The autonomous elements of each 'society' would have the opportunity to demonstrate emergent behavior in the face of some crisis or opportunity. Cognition can also be interpreted as "understanding and trying to make sense of the world".[1][2]

Contents

Introduction

The term cognition (Latin: cognoscere, "to know" or "to recognize") refers to a faculty for the processing of information, applying knowledge, and changing preferences. Cognition, or cognitive processes, can be natural or artificial, conscious or unconscious. These processes are analyzed from different perspectives within different contexts, notably in the fields of linguistics, anesthesia, neurology, psychology, philosophy, systemics and computer science. Within psychology or philosophy, the concept of cognition is closely related to abstract concepts such as mind, reasoning, perception, intelligence, learning, and many others that describe capabilities of the mind and expected properties of an artificial or synthetic “mind”. Cognition is considered an abstract property of advanced living organisms and is studied as a direct property of a brain (or of an abstract mind) on at the factual and symbolic levels.

In psychology and in artificial intelligence, cognition is used to refer to the mental functions, mental processes (thoughts) and states of intelligent entities (humans, human organizations, highly autonomous machines). In particular, the field focuses toward the study of specific mental processes such as comprehension, inference, decision-making, planning and learning (see also cognitive science and cognitivism). Recently, advanced cognitive research has been especially focused on the capacities of abstraction, generalization, concretization/specialization and meta-reasoning. This involves such concepts as beliefs, knowledge, desires, preferences and intentions of intelligent individuals/objects/agents/systems. [3]
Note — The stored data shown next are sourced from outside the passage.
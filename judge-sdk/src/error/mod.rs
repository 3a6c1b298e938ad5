//! Error handling for the Judge SDK
//!
//! Two layers of errors live here:
//! - `ProviderError`: a raw failure reported by one judge backend
//! - `JudgeError`: what callers of the evaluator actually see
//!
//! Raw failures are mapped to a `FailureKind` by [`classify`], which drives
//! retry, circuit breaking and fallback decisions.

use std::time::Duration;
use thiserror::Error;

use crate::util::sanitize_for_logging;

pub mod classify;
pub mod mapping;

pub use classify::{classify, FailureKind};

/// Result type for Judge SDK operations
pub type Result<T> = std::result::Result<T, JudgeError>;

/// A raw failure from a judge provider, before classification
#[derive(Error, Debug, Clone, PartialEq)]
pub enum ProviderError {
    /// The provider answered with a non-success HTTP status
    #[error("HTTP {status}: {message}")]
    Http {
        status: u16,
        message: String,
        retry_after: Option<Duration>,
    },

    /// The connection could not be established or was reset
    #[error("Connection error: {0}")]
    Connection(String),

    /// The transport or the timeout guard gave up waiting
    #[error("Timeout error: {0}")]
    Timeout(String),

    /// The provider answered but the body could not be decoded
    #[error("Decode error: {0}")]
    Decode(String),

    /// Anything else, classified by its message
    #[error("Provider error: {0}")]
    Other(String),
}

impl ProviderError {
    /// Create an HTTP status error
    pub fn http(status: u16, message: impl AsRef<str>) -> Self {
        ProviderError::Http {
            status,
            message: sanitize_for_logging(message.as_ref()),
            retry_after: None,
        }
    }

    /// Create an HTTP status error carrying a `Retry-After` hint
    pub fn http_with_retry_after(
        status: u16,
        message: impl AsRef<str>,
        retry_after: Option<Duration>,
    ) -> Self {
        ProviderError::Http {
            status,
            message: sanitize_for_logging(message.as_ref()),
            retry_after,
        }
    }

    /// Create a connection error
    pub fn connection(message: impl AsRef<str>) -> Self {
        ProviderError::Connection(sanitize_for_logging(message.as_ref()))
    }

    /// Create a timeout error
    pub fn timeout(message: impl AsRef<str>) -> Self {
        ProviderError::Timeout(sanitize_for_logging(message.as_ref()))
    }

    /// Create a decode error
    pub fn decode(message: impl AsRef<str>) -> Self {
        ProviderError::Decode(sanitize_for_logging(message.as_ref()))
    }

    /// Create an unstructured error
    pub fn other(message: impl AsRef<str>) -> Self {
        ProviderError::Other(sanitize_for_logging(message.as_ref()))
    }

    /// HTTP status code if the provider returned one
    pub fn status_code(&self) -> Option<u16> {
        match self {
            ProviderError::Http { status, .. } => Some(*status),
            _ => None,
        }
    }

    /// Delay suggested by the provider before retrying
    pub fn retry_after(&self) -> Option<Duration> {
        match self {
            ProviderError::Http { retry_after, .. } => *retry_after,
            _ => None,
        }
    }

    /// Classify this error
    pub fn kind(&self) -> FailureKind {
        classify(self)
    }
}

/// Convert reqwest errors to ProviderError
impl From<reqwest::Error> for ProviderError {
    fn from(err: reqwest::Error) -> Self {
        if err.is_timeout() {
            ProviderError::timeout(format!("Request timed out: {}", err))
        } else if err.is_connect() {
            ProviderError::connection(format!("Connection error: {}", err))
        } else if err.is_decode() {
            ProviderError::decode(format!("Response decode error: {}", err))
        } else if let Some(status) = err.status() {
            ProviderError::http(status.as_u16(), err.to_string())
        } else if err.is_request() || err.is_builder() {
            ProviderError::http(400, format!("Invalid request: {}", err))
        } else {
            ProviderError::other(format!("HTTP client error: {}", err))
        }
    }
}

/// Convert serde_json errors to ProviderError
impl From<serde_json::Error> for ProviderError {
    fn from(err: serde_json::Error) -> Self {
        ProviderError::decode(format!("JSON error: {}", err))
    }
}

/// Caller-visible error type for the Judge SDK
#[derive(Error, Debug, Clone, PartialEq)]
pub enum JudgeError {
    /// A provider rejected our credentials or permissions
    #[error("Authentication error from provider '{provider}': {message}")]
    Authentication { provider: String, message: String },

    /// A provider rejected the request itself
    #[error("Validation error from provider '{provider}': {message}")]
    Validation { provider: String, message: String },

    /// No provider could serve the request and nothing was cached
    #[error("All providers exhausted: {}", attempted.join(", "))]
    ProvidersExhausted { attempted: Vec<String> },

    /// The criteria set failed validation
    #[error("Invalid criteria: {0}")]
    InvalidCriteria(String),

    /// Configuration errors
    #[error("Configuration error: {0}")]
    Configuration(String),

    /// The request was cancelled before it completed
    #[error("Request cancelled")]
    Cancelled,

    /// The evaluator has been closed
    #[error("Evaluator is closed")]
    Closed,
}

impl JudgeError {
    /// Build the caller-visible error for a fatal provider failure
    pub fn fatal(kind: FailureKind, provider: impl Into<String>, error: &ProviderError) -> Self {
        let provider = provider.into();
        let message = sanitize_for_logging(&error.to_string());
        match kind {
            FailureKind::Authentication => JudgeError::Authentication { provider, message },
            _ => JudgeError::Validation { provider, message },
        }
    }

    /// Create an invalid criteria error
    pub fn invalid_criteria(message: impl Into<String>) -> Self {
        JudgeError::InvalidCriteria(message.into())
    }

    /// Create a configuration error
    pub fn configuration(message: impl Into<String>) -> Self {
        JudgeError::Configuration(message.into())
    }

    /// Check if this error came from a provider refusing the request outright
    pub fn is_fatal(&self) -> bool {
        matches!(
            self,
            JudgeError::Authentication { .. } | JudgeError::Validation { .. }
        )
    }
}
//! Structured logging setup

use std::sync::atomic::{AtomicBool, Ordering};

use serde::{Deserialize, Serialize};
use tracing_subscriber::{fmt, layer::SubscriberExt, EnvFilter, Registry};

use crate::config::{ConfigProvider, ConfigProviderExt};
use crate::error::{JudgeError, Result};

static LOGGING_INITIALIZED: AtomicBool = AtomicBool::new(false);

/// Configuration for the logging system
#[derive(Debug, Clone, PartialEq, Serialize, Deserialize)]
pub struct LoggingConfig {
    /// Default filter directive (trace, debug, info, warn, error) when `RUST_LOG` is unset
    pub level: String,
    /// Emit one JSON object per event instead of human readable lines
    pub json_format: bool,
    /// Service name attached to the startup event
    pub service_name: String,
}

impl Default for LoggingConfig {
    fn default() -> Self {
        Self {
            level: "info".to_string(),
            json_format: false,
            service_name: "judge-sdk".to_string(),
        }
    }
}

impl LoggingConfig {
    /// Read `log_level`, `log_json` and `service_name`
    pub fn from_provider<P: ConfigProvider + ?Sized>(provider: &P) -> Result<Self> {
        let defaults = Self::default();
        Ok(Self {
            level: provider.get_string_or("log_level", &defaults.level),
            json_format: provider.get_bool_or("log_json", defaults.json_format)?,
            service_name: provider.get_string_or("service_name", &defaults.service_name),
        })
    }
}

/// Install the global tracing subscriber
///
/// Safe to call more than once; only the first call has an effect.
pub fn init_logging(config: Option<LoggingConfig>) -> Result<()> {
    if LOGGING_INITIALIZED.load(Ordering::SeqCst) {
        return Ok(());
    }

    let config = config.unwrap_or_default();

    let filter = EnvFilter::try_from_default_env()
        .or_else(|_| EnvFilter::try_new(&config.level))
        .unwrap_or_else(|_| EnvFilter::new("info"));

    let subscriber = Registry::default().with(filter);

    let installed = if config.json_format {
        let json_layer = fmt::layer()
            .json()
            .flatten_event(true)
            .with_current_span(true)
            .with_span_list(true)
            .with_target(true);
        tracing::subscriber::set_global_default(subscriber.with(json_layer))
    } else {
        let text_layer = fmt::layer().with_target(true).with_thread_ids(true);
        tracing::subscriber::set_global_default(subscriber.with(text_layer))
    };

    if let Err(e) = installed {
        // Another subscriber owns the process; later calls become no-ops.
        LOGGING_INITIALIZED.store(true, Ordering::SeqCst);
        return Err(JudgeError::configuration(format!(
            "Failed to set global subscriber: {}",
            e
        )));
    }

    LOGGING_INITIALIZED.store(true, Ordering::SeqCst);

    tracing::info!(
        service = %config.service_name,
        level = %config.level,
        json = config.json_format,
        "Logging initialized"
    );

    Ok(())
}

/// Whether [`init_logging`] has completed
pub fn is_initialized() -> bool {
    LOGGING_INITIALIZED.load(Ordering::SeqCst)
}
The term "cognition" is also used in a broader sense to define the act of knowing, or knowledge, and may be interpreted in a social or cultural sense to describe the emergent development of knowledge and concepts within a group, culminating in both thought and action.

Influence and Influences

Because it is such a broad concept, the field of cognition is applicable within a wide range of areas. The majority of its influence is present within psychology (as cognitive psychology, cognitive science and psychophysics); philosophy, particularly philosophy of mind, epistemology and ontology (with a special significance within moral philosophy, which deals with the problem of ignorance, often seen as the opposite of cognition); neuroscience as cognitive neuroscience, neurology and neuropsychology; artificial intelligence (as well as cybernetics).

Importantly, an area that deeply involves cognitive concepts is the field of economics, used as part of the theories behind behavioral economics and behavioral finance, and additionally throughout experimental economics. Also within the industrial sciences, involved areas include ergonomics and user interface design. Within human development, common applications of cognitive theory are in linguistics, especially psycholinguistics and cognitive linguistics; learning and learning styles.
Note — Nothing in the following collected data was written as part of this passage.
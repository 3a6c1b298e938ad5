//! Anthropic judge provider
//!
//! Talks to `{base_url}/v1/messages`. System messages are lifted out of the
//! conversation into the request's top-level `system` field.

mod models;
pub use models::*;

use std::time::Duration;

use async_trait::async_trait;
use reqwest::Client;
use tracing::debug;

use super::common::{parse_error_response, UserAgent};
use crate::config::{ProviderConfig, ServiceConfig};
use crate::core::builder::AuthScheme;
use crate::core::{ClientBuilder, JudgeProvider, JudgeRequest, RawReply, Role, TokenUsage};
use crate::error::{ProviderError, Result};

/// API version header sent with every request
pub const ANTHROPIC_VERSION: &str = "2023-06-01";

/// Judge provider backed by the Anthropic Messages API
#[derive(Debug)]
pub struct AnthropicJudgeProvider {
    http_client: Client,
    config: ProviderConfig,
}

impl AnthropicJudgeProvider {
    /// Create a provider from validated configuration
    pub fn new(config: ProviderConfig) -> Result<Self> {
        config.validate()?;

        let http_client = ClientBuilder::new()
            .auth_token(config.api_key.clone())
            .auth_scheme(AuthScheme::Header("x-api-key".to_string()))
            .header("anthropic-version", ANTHROPIC_VERSION)
            .timeout(Duration::from_secs(config.timeout_seconds))
            .user_agent(UserAgent::for_adapter("anthropic"))
            .build_http_client()?;

        Ok(Self {
            http_client,
            config,
        })
    }

    pub fn config(&self) -> &ProviderConfig {
        &self.config
    }

    fn build_body(&self, request: &JudgeRequest) -> MessagesRequest {
        let messages = request
            .messages
            .iter()
            .filter(|message| message.role != Role::System)
            .map(|message| Message {
                role: match message.role {
                    Role::Assistant => "assistant".to_string(),
                    _ => "user".to_string(),
                },
                content: message.content.clone(),
            })
            .collect();

        MessagesRequest {
            model: request
                .parameters
                .model
                .clone()
                .unwrap_or_else(|| self.config.model.clone()),
            max_tokens: request.parameters.max_tokens,
            messages,
            system: request.system_prompt(),
            temperature: Some(request.parameters.temperature),
        }
    }

    /// Send a messages request
    pub async fn messages(
        &self,
        body: &MessagesRequest,
    ) -> std::result::Result<MessagesResponse, ProviderError> {
        let url = format!("{}/v1/messages", self.config.endpoint_base());
        debug!(provider = %self.config.name, model = %body.model, "Sending request to Anthropic: POST {}", url);

        let response = self.http_client.post(&url).json(body).send().await?;

        if !response.status().is_success() {
            return Err(parse_error_response(&self.config.name, response).await);
        }

        let text = response.text().await?;
        Ok(serde_json::from_str::<MessagesResponse>(&text)?)
    }
}

#[async_trait]
impl JudgeProvider for AnthropicJudgeProvider {
    async fn invoke(&self, request: JudgeRequest) -> std::result::Result<RawReply, ProviderError> {
        let body = self.build_body(&request);
        let response = self.messages(&body).await?;

        let text = response
            .text()
            .ok_or_else(|| ProviderError::decode("Response contained no text content"))?;

        Ok(RawReply {
            text,
            provider: self.config.name.clone(),
            model: response.model.or(Some(body.model)),
            usage: response.usage.map(|usage| TokenUsage {
                input_tokens: usage.input_tokens,
                output_tokens: usage.output_tokens,
            }),
        })
    }
}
In its most modern aspect, cognition has become thoroughly integrated within computer science and information theory, where attempts at artificial intelligence, collective intelligence and robotics focus on mimicking living beings' capacities for cognition; or applying the experience gathered in one place by one being to actions by another being elsewhere. More contemporary influence is seen within theoretical mathematics and probability, as well as physics, where observer effects are studied in depth mathematically.

Psychology

The sort of mental processes described as cognitive are largely influenced by research which has successfully used this paradigm in the past, likely starting with Thomas Aquinas, who divided the study of behavior into two broad categories: cognitive (how we know the world), and affect (feelings and emotions). Consequently, this description tends to apply to processes such as memory, association, concept formation, language, attention, perception, action, problem solving and mental imagery.[4] Traditionally, emotion was not thought of as a cognitive process. This division is now regarded as largely artificial, and much research is currently being undertaken to examine the cognitive psychology of emotion; research also includes one's awareness of strategies and methods of cognition, known as metacognition.

Empirical research into cognition is usually scientific and quantitative, or involves creating models to describe or explain certain behaviors.
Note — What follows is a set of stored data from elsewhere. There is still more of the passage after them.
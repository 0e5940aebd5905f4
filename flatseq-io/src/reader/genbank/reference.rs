use chrono::NaiveDate;
use flatseq_core::location::Location;
use flatseq_core::models::{Author, PublicationKind, Reference, XRef};
use flatseq_core::validation::messages;
use flatseq_core::ValidationMessage;
use once_cell::sync::Lazy;

use crate::reader::block::{Block, EntryState};
use crate::reader::matcher::{Matched, Matcher};
use crate::utils::split_list;

static REFERENCE: Lazy<Matcher> =
    Lazy::new(|| Matcher::new(r"^(\d+)(?:\s+\((?:bases|residues)\s+([^)]*)\))?"));
static RANGE: Lazy<Matcher> = Lazy::new(|| Matcher::new(r"^(\d+)\s+to\s+(\d+)$"));

static UNPUBLISHED: Lazy<Matcher> = Lazy::new(|| Matcher::new(r"^Unpublished\.?$"));
static THESIS: Lazy<Matcher> = Lazy::new(|| Matcher::new(r"^Thesis\s*(?:\((\d{4})\))?\s*(.*)$"));
static SUBMISSION: Lazy<Matcher> = Lazy::new(|| Matcher::new(r"^Submitted\s*\(([^)]*)\)\s*(.*)$"));
static PATENT: Lazy<Matcher> = Lazy::new(|| {
    Matcher::new(r"^Patent:\s*([A-Z]{2})\s+([^-\s]+)-(\S+)\s+(\d+)\s+(\S+?);?\s*(?:\s(.*))?$")
});
static BOOK: Lazy<Matcher> = Lazy::new(|| {
    Matcher::new(r"(?i)^\(in\)\s*(.*?)\s*\(eds?\.\);?\s*(.*):\s*([^-\s;]+)-([^;\s]+);\s*(.*?)\s*\((\d{4})\)$")
});
static ARTICLE: Lazy<Matcher> = Lazy::new(|| {
    Matcher::new(r"^(.+?)\s+([^\s(,]+)?\s*(?:\(([^)]*)\))?,\s*([^-\s(]*)(?:-([^\s(]*))?\s*\((\d*)\)$")
});
static ELECTRONIC: Lazy<Matcher> = Lazy::new(|| Matcher::new(r"^\(er\)\s*(.*)$"));

fn date(matched: &Matched, group: usize, block: &Block, state: &mut EntryState) -> Option<NaiveDate> {
    match matched.date(group) {
        Ok(date) => date,
        Err(text) => {
            state.report(ValidationMessage::error(messages::INVALID_DATE, block.origin.clone()).param(text));
            None
        }
    }
}

///
/// `Oxtoby,E., Dunn,M.A. and Hughes,M.A.`
///
fn authors(text: &str) -> Vec<Author> {
    let text = text.trim();
    let (head, last) = match text.rsplit_once(" and ") {
        Some((head, last)) => (head, Some(last)),
        None => (text, None),
    };
    head.split(", ")
        .chain(last)
        .map(str::trim)
        .filter(|author| !author.is_empty())
        .map(Author::from_genbank)
        .collect()
}

///
/// `JOURNAL` notations, tried in priority order; the first match wins.
///
fn parse_publication(block: &Block, state: &mut EntryState) -> Option<PublicationKind> {
    let text = block.text.as_str();
    if UNPUBLISHED.is_match(text) {
        return Some(PublicationKind::Unpublished);
    }
    if let Some(m) = THESIS.captures(text) {
        return Some(PublicationKind::Thesis {
            year: m.integer(1),
            institute: m.string(2).unwrap_or_default(),
        });
    }
    if let Some(m) = SUBMISSION.captures(text) {
        return Some(PublicationKind::Submission {
            date: date(&m, 1, block, state),
            submitter_address: m.string(2),
        });
    }
    if let Some(m) = PATENT.captures(text) {
        return Some(PublicationKind::Patent {
            office: m.string(1).unwrap_or_default(),
            number: m.string(2).unwrap_or_default(),
            patent_kind: m.string(3).unwrap_or_default(),
            sequence_number: m.integer(4),
            date: date(&m, 5, block, state),
            applicants: m.raw(6).map(|a| split_list(a, ';')).unwrap_or_default(),
        });
    }
    if let Some(m) = BOOK.captures(text) {
        return Some(PublicationKind::Book {
            editors: m.raw(1).map(authors).unwrap_or_default(),
            book_title: m.string(2).unwrap_or_default(),
            first_page: m.string(3).unwrap_or_default(),
            last_page: m.string(4).unwrap_or_default(),
            publisher: m.string(5).unwrap_or_default(),
            year: m.integer(6),
        });
    }
    if let Some(m) = ARTICLE.captures(text) {
        return Some(PublicationKind::Article {
            journal: m.string(1).unwrap_or_default(),
            volume: m.string(2),
            issue: m.string(3),
            first_page: m.string(4),
            last_page: m.string(5),
            year: m.integer(6),
        });
    }
    ELECTRONIC.captures(text).map(|m| PublicationKind::ElectronicReference {
        text: m.string(1).unwrap_or_default(),
    })
}

/// `REFERENCE   1  (bases 1 to 1859; 2000 to 2100)`
pub fn read_reference(block: &Block, state: &mut EntryState) {
    let Some(matched) = REFERENCE.captures(&block.text) else {
        state.invalid_line(block);
        state.entry.references.push(Reference::default());
        return;
    };
    let mut reference = Reference::default();
    reference.number = matched.integer(1);

    let ranges = matched.raw(2).unwrap_or_default();
    for part in ranges.split(';').map(str::trim).filter(|p| !p.is_empty()) {
        match RANGE
            .captures(part)
            .and_then(|m| Some(Location::range(m.integer(1)?, m.integer(2)?)))
        {
            Some(range) => reference.location.add_location(range),
            None => {
                state.invalid_line(block);
                break;
            }
        }
    }
    state.entry.references.push(reference);
}

pub fn read_authors(block: &Block, state: &mut EntryState) {
    let authors = authors(&block.text);
    state.current_reference(block).publication.authors.extend(authors);
}

pub fn read_consortium(block: &Block, state: &mut EntryState) {
    let text = block.text.clone();
    state.current_reference(block).publication.consortium = Some(text);
}

pub fn read_title(block: &Block, state: &mut EntryState) {
    let text = block.text.clone();
    state.current_reference(block).publication.title = Some(text);
}

pub fn read_journal(block: &Block, state: &mut EntryState) {
    match parse_publication(block, state) {
        Some(kind) => state.current_reference(block).publication.kind = kind,
        None => state.invalid_line(block),
    }
}

pub fn read_pubmed(block: &Block, state: &mut EntryState) {
    if block.text.is_empty() || !block.text.chars().all(|c| c.is_ascii_digit()) {
        state.invalid_line(block);
        return;
    }
    let xref = XRef::new("PUBMED", block.text.clone());
    state.current_reference(block).xrefs.push(xref);
}

pub fn read_remark(block: &Block, state: &mut EntryState) {
    let text = block.text.clone();
    state.current_reference(block).comment = Some(text);
}

#[cfg(test)]
mod tests {
    use super::*;

    use flatseq_core::Origin;
    use pretty_assertions::assert_eq;
    use rstest::rstest;

    fn block(tag: &str, text: &str) -> Block {
        Block {
            tag: tag.to_string(),
            lines: vec![],
            text: text.to_string(),
            origin: Origin::line(30),
        }
    }

    fn numbered() -> EntryState {
        let mut state = EntryState::new();
        read_reference(&block("REFERENCE", "1"), &mut state);
        state
    }

    #[rstest]
    fn test_reference_ranges() {
        let mut state = EntryState::new();
        read_reference(&block("REFERENCE", "2  (bases 1 to 1859; 2000 to 2100)"), &mut state);
        let reference = &state.entry.references[0];
        assert_eq!(reference.number, Some(2));
        assert_eq!(
            reference.location.locations(),
            &[Location::range(1, 1859), Location::range(2000, 2100)]
        );
    }

    #[rstest]
    #[case("Oxtoby,E., Dunn,M.A. and Hughes,M.A.", 3)]
    #[case("Hughes,M.A.", 1)]
    #[case("Oxtoby,E. and Hughes,M.A.", 2)]
    fn test_authors(#[case] text: &str, #[case] count: usize) {
        let authors = authors(text);
        assert_eq!(authors.len(), count);
        assert_eq!(authors.last(), Some(&Author::new("Hughes", Some("M.A."))));
    }

    #[rstest]
    fn test_reference_lines() {
        let mut state = numbered();
        read_consortium(&block("CONSRTM", "WGS consortium"), &mut state);
        read_title(&block("TITLE", "Nucleotide sequence of beta-glucosidase"), &mut state);
        read_pubmed(&block("PUBMED", "1907511"), &mut state);
        read_remark(&block("REMARK", "revised"), &mut state);

        let reference = &state.entry.references[0];
        assert_eq!(reference.publication.consortium.as_deref(), Some("WGS consortium"));
        assert_eq!(reference.xrefs, vec![XRef::new("PUBMED", "1907511")]);
        assert_eq!(reference.comment.as_deref(), Some("revised"));
        assert_eq!(state.result.is_empty(), true);
    }

    #[rstest]
    fn test_article() {
        let mut state = numbered();
        read_journal(&block("JOURNAL", "Plant Mol. Biol. 17 (2), 209-219 (1991)"), &mut state);
        assert_eq!(
            state.entry.references[0].publication.kind,
            PublicationKind::Article {
                journal: "Plant Mol. Biol.".to_string(),
                volume: Some("17".to_string()),
                issue: Some("2".to_string()),
                first_page: Some("209".to_string()),
                last_page: Some("219".to_string()),
                year: Some(1991),
            }
        );
    }

    #[rstest]
    fn test_patent() {
        let mut state = numbered();
        read_journal(&block("JOURNAL", "Patent: EP 0238993-A 3 30-SEP-1987; BAYER AG"), &mut state);
        assert_eq!(
            state.entry.references[0].publication.kind,
            PublicationKind::Patent {
                office: "EP".to_string(),
                number: "0238993".to_string(),
                patent_kind: "A".to_string(),
                sequence_number: Some(3),
                date: NaiveDate::from_ymd_opt(1987, 9, 30),
                applicants: vec!["BAYER AG".to_string()],
            }
        );
    }

    #[rstest]
    #[case("Unpublished", "unpublished")]
    #[case("Thesis (1999) University of Leeds", "thesis")]
    #[case("Submitted (19-MAR-2018) Plant Sciences, Leeds, UK", "submission")]
    #[case("(in) Magnien,E. (Eds.); BIOMOLECULAR ENGINEERING: 31-40; Nijhoff (1986)", "book")]
    #[case("(er) Online Publication", "electronic")]
    fn test_matcher_priority(#[case] text: &str, #[case] label: &str) {
        let mut state = numbered();
        read_journal(&block("JOURNAL", text), &mut state);
        assert_eq!(state.result.is_empty(), true);
        assert_eq!(state.entry.references[0].publication.kind.label(), label);
    }

    #[rstest]
    fn test_bad_pubmed() {
        let mut state = numbered();
        read_pubmed(&block("PUBMED", "abc"), &mut state);
        assert_eq!(state.result.messages()[0].key, messages::INVALID_LINE);
    }
}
While few people would deny that cognitive processes are a function of the brain, a cognitive theory will not necessarily make reference to the brain or other biological process (compare neurocognitive). It may purely describe behaviour in terms of information flow or function. Relatively recent fields of study such as cognitive science and neuropsychology aim to bridge this gap, using cognitive paradigms to understand how the brain implements these information-processing functions (see also cognitive neuroscience), or how pure information-processing systems (e.g., computers) can simulate cognition (see also artificial intelligence). The branch of psychology that studies brain injury to infer normal cognitive function is called cognitive neuropsychology. The links of cognition to evolutionary demands are studied through the investigation of animal cognition. And conversely, evolutionary-based perspectives can inform hypotheses about cognitive functional systems evolutionary psychology.

The theoretical school of thought derived from the cognitive approach is often called cognitivism.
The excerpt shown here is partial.